======== Task inputs ========

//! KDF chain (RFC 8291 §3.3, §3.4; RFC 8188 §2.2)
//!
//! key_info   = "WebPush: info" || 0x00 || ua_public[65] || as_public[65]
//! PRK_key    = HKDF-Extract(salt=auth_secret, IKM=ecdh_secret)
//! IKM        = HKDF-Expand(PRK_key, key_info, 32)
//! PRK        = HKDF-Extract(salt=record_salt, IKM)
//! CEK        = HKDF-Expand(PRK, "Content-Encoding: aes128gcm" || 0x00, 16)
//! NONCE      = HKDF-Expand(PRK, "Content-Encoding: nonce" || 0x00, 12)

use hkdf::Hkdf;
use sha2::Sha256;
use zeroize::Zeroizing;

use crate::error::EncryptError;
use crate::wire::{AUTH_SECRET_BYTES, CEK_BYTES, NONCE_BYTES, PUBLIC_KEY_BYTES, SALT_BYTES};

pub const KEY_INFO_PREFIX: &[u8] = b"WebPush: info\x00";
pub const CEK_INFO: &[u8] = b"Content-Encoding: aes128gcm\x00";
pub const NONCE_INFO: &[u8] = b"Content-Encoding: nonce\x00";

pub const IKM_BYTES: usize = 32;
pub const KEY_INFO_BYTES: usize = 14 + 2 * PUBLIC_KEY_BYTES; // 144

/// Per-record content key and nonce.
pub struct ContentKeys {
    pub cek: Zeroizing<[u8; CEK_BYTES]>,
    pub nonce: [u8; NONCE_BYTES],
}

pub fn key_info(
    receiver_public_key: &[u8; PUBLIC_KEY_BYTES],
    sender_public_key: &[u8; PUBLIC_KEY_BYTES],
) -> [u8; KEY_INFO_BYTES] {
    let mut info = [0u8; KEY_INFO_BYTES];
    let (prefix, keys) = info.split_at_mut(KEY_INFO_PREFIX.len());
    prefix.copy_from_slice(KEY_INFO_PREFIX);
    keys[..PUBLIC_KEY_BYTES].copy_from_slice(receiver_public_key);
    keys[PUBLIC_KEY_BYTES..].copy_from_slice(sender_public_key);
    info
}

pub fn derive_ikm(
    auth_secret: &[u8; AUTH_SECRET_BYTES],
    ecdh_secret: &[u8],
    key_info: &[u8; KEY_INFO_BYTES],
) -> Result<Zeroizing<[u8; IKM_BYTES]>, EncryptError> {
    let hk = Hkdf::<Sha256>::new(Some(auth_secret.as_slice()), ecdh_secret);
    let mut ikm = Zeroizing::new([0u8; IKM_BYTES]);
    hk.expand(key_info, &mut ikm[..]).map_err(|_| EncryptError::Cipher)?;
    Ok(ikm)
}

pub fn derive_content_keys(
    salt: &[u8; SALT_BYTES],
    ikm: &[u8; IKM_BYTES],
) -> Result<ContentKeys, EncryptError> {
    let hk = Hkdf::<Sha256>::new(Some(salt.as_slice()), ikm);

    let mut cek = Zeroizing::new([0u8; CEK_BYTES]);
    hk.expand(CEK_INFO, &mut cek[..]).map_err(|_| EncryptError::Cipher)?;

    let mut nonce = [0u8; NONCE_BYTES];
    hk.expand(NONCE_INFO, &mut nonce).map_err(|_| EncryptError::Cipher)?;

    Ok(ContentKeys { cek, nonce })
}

========

Work to be completed
Everything in the listing should be transcribed exactly.

Solution to this problem
//! KDF chain (RFC 8291 §3.3, §3.4; RFC 8188 §2.2)
//!
//! key_info   = "WebPush: info" || 0x00 || ua_public[65] || as_public[65]
//! PRK_key    = HKDF-Extract(salt=auth_secret, IKM=ecdh_secret)
//! IKM        = HKDF-Expand(PRK_key, key_info, 32)
//! PRK        = HKDF-Extract(salt=record_salt, IKM)
//! CEK        = HKDF-Expand(PRK, "Content-Encoding: aes128gcm" || 0x00, 16)
//! NONCE      = HKDF-Expand(PRK, "Content-Encoding: nonce" || 0x00, 12)

use hkdf::Hkdf;
use sha2::Sha256;
use zeroize::Zeroizing;

use crate::error::EncryptError;
use crate::wire::{AUTH_SECRET_BYTES, CEK_BYTES, NONCE_BYTES, PUBLIC_KEY_BYTES, SALT_BYTES};

pub const KEY_INFO_PREFIX: &[u8] = b"WebPush: info\x00";
pub const CEK_INFO: &[u8] = b"Content-Encoding: aes128gcm\x00";
pub const NONCE_INFO: &[u8] = b"Content-Encoding: nonce\x00";

pub const IKM_BYTES: usize = 32;
pub const KEY_INFO_BYTES: usize = 14 + 2 * PUBLIC_KEY_BYTES; // 144

/// Per-record content key and nonce.
pub struct ContentKeys {
    pub cek: Zeroizing<[u8; CEK_BYTES]>,
    pub nonce: [u8; NONCE_BYTES],
}

pub fn key_info(
    receiver_public_key: &[u8; PUBLIC_KEY_BYTES],
    sender_public_key: &[u8; PUBLIC_KEY_BYTES],
) -> [u8; KEY_INFO_BYTES] {
    let mut info = [0u8; KEY_INFO_BYTES];
    let (prefix, keys) = info.split_at_mut(KEY_INFO_PREFIX.len());
    prefix.copy_from_slice(KEY_INFO_PREFIX);
    keys[..PUBLIC_KEY_BYTES].copy_from_slice(receiver_public_key);
    keys[PUBLIC_KEY_BYTES..].copy_from_slice(sender_public_key);
    info
}

pub fn derive_ikm(
    auth_secret: &[u8; AUTH_SECRET_BYTES],
    ecdh_secret: &[u8],
    key_info: &[u8; KEY_INFO_BYTES],
) -> Result<Zeroizing<[u8; IKM_BYTES]>, EncryptError> {
    let hk = Hkdf::<Sha256>::new(Some(auth_secret.as_slice()), ecdh_secret);
    let mut ikm = Zeroizing::new([0u8; IKM_BYTES]);
    hk.expand(key_info, &mut ikm[..]).map_err(|_| EncryptError::Cipher)?;
    Ok(ikm)
}

pub fn derive_content_keys(
    salt: &[u8; SALT_BYTES],
    ikm: &[u8; IKM_BYTES],
) -> Result<ContentKeys, EncryptError> {
    let hk = Hkdf::<Sha256>::new(Some(salt.as_slice()), ikm);

    let mut cek = Zeroizing::new([0u8; CEK_BYTES]);
    hk.expand(CEK_INFO, &mut cek[..]).map_err(|_| EncryptError::Cipher)?;

    let mut nonce = [0u8; NONCE_BYTES];
    hk.expand(NONCE_INFO, &mut nonce).map_err(|_| EncryptError::Cipher)?;

    Ok(ContentKeys { cek, nonce })
}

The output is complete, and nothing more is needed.